Only one stretch of the data below is needed. Output the lines from the one with "Flight search arguments." up to and including the one with "Filter by departure", exactly as they stand.

==============================

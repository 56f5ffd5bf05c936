//! CLI command definitions.
//!
//! This module defines the structure of all CLI subcommands.

use chrono::{NaiveDate, NaiveDateTime};
use clap::{Args, Subcommand, ValueEnum};

use crate::model::timestamp::{parse_date, parse_datetime};

/// Flight commands.
#[derive(Debug, Subcommand)]
pub enum FlightsCommand {
    /// Add a flight
    Add {
        /// Unique flight number
        number: String,

        /// Departure airport or city
        #[arg(long)]
        origin: String,

        /// Arrival airport or city
        #[arg(long)]
        destination: String,

        /// Departure time ("YYYY-MM-DD HH:MM")
        #[arg(long, value_parser = timestamp_arg)]
        departure: NaiveDateTime,

        /// Arrival time ("YYYY-MM-DD HH:MM")
        #[arg(long, value_parser = timestamp_arg)]
        arrival: NaiveDateTime,

        /// Number of seats
        #[arg(long)]
        capacity: u32,
    },

    /// List all flights
    List {
        /// Output format
        #[arg(short, long, value_enum, default_value = "table")]
        format: OutputFormat,
    },

    /// Search flights by origin, destination and date
    Search(SearchCommand),

    /// Remove a flight (its bookings are kept)
    Remove {
        /// Flight number to remove
        number: String,
    },
}

/// Flight search arguments.
#[derive(Debug, Args)]
pub struct SearchCommand {
    /// Filter by origin (case-insensitive)
    #[arg(long)]
    pub origin: Option<String>,

    /// Filter by destination (case-insensitive)
    #[arg(long)]
    pub destination: Option<String>,

    /// Filter by departure date ("YYYY-MM-DD")
    #[arg(long, value_parser = date_arg)]
    pub date: Option<NaiveDate>,

    /// Output format
    #[arg(short, long, value_enum, default_value = "table")]
    pub format: OutputFormat,
}

/// Booking commands.
#[derive(Debug, Subcommand)]
pub enum BookingsCommand {
    /// Book seats on a flight
    Add {
        /// Flight to book
        flight_number: String,

        /// Passenger name
        #[arg(long)]
        name: String,

        /// Passenger email
        #[arg(long)]
        email: String,

        /// Passenger phone
        #[arg(long)]
        phone: String,

        /// Seats to book
        #[arg(short, long, default_value = "1")]
        seats: u32,
    },

    /// List all bookings
    List {
        /// Output format
        #[arg(short, long, value_enum, default_value = "table")]
        format: OutputFormat,
    },

    /// Cancel a booking and release its seats
    Cancel {
        /// Booking id
        booking_id: String,
    },
}

/// Status command arguments.
#[derive(Debug, Args)]
pub struct StatusCommand {
    /// Output as JSON
    #[arg(short, long)]
    pub json: bool,
}

/// Audit command arguments.
#[derive(Debug, Args)]
pub struct AuditCommand {
    /// Output as JSON
    #[arg(short, long)]
    pub json: bool,
}

/// Configuration commands.
#[derive(Debug, Subcommand)]
pub enum ConfigCommand {
    /// Show current configuration
    Show {
        /// Output as JSON
        #[arg(short, long)]
        json: bool,
    },

    /// Show the configuration file path
    Path,
}

/// Output format for listings.
#[derive(Debug, Clone, Copy, PartialEq, Eq, Default, ValueEnum)]
pub enum OutputFormat {
    /// One summary line per record
    #[default]
    Table,
    /// JSON array in the stored record shape
    Json,
}

fn timestamp_arg(value: &str) -> Result<NaiveDateTime, String> {
    parse_datetime(value).map_err(|e| e.to_string())
}

fn date_arg(value: &str) -> Result<NaiveDate, String> {
    parse_date(value).map_err(|e| e.to_string())
}

#[cfg(test)]
mod tests {
    use super::*;

    #[test]
    fn test_output_format_default() {
        assert_eq!(OutputFormat::default(), OutputFormat::Table);
    }

    #[test]
    fn test_timestamp_arg() {
        assert!(timestamp_arg("2024-01-01 08:00").is_ok());
        let err = timestamp_arg("2024-01-01").unwrap_err();
        assert!(err.contains("YYYY-MM-DD HH:MM"));
    }

    #[test]
    fn test_date_arg() {
        assert_eq!(
            date_arg("2024-01-01").unwrap(),
            NaiveDate::from_ymd_opt(2024, 1, 1).unwrap()
        );
        assert!(date_arg("yesterday").is_err());
    }

    #[test]
    fn test_search_command_debug() {
        let cmd = SearchCommand {
            origin: Some("JFK".to_string()),
            destination: None,
            date: None,
            format: OutputFormat::Json,
        };
        let debug_str = format!("{cmd:?}");
        assert!(debug_str.contains("JFK"));
        assert!(debug_str.contains("Json"));
    }
}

==============================

_Solution for this exercise_:
/// Flight search arguments.
#[derive(Debug, Args)]
pub struct SearchCommand {
    /// Filter by origin (case-insensitive)
    #[arg(long)]
    pub origin: Option<String>,

    /// Filter by destination (case-insensitive)
    #[arg(long)]
    pub destination: Option<String>,

    /// Filter by departure date ("YYYY-MM-DD")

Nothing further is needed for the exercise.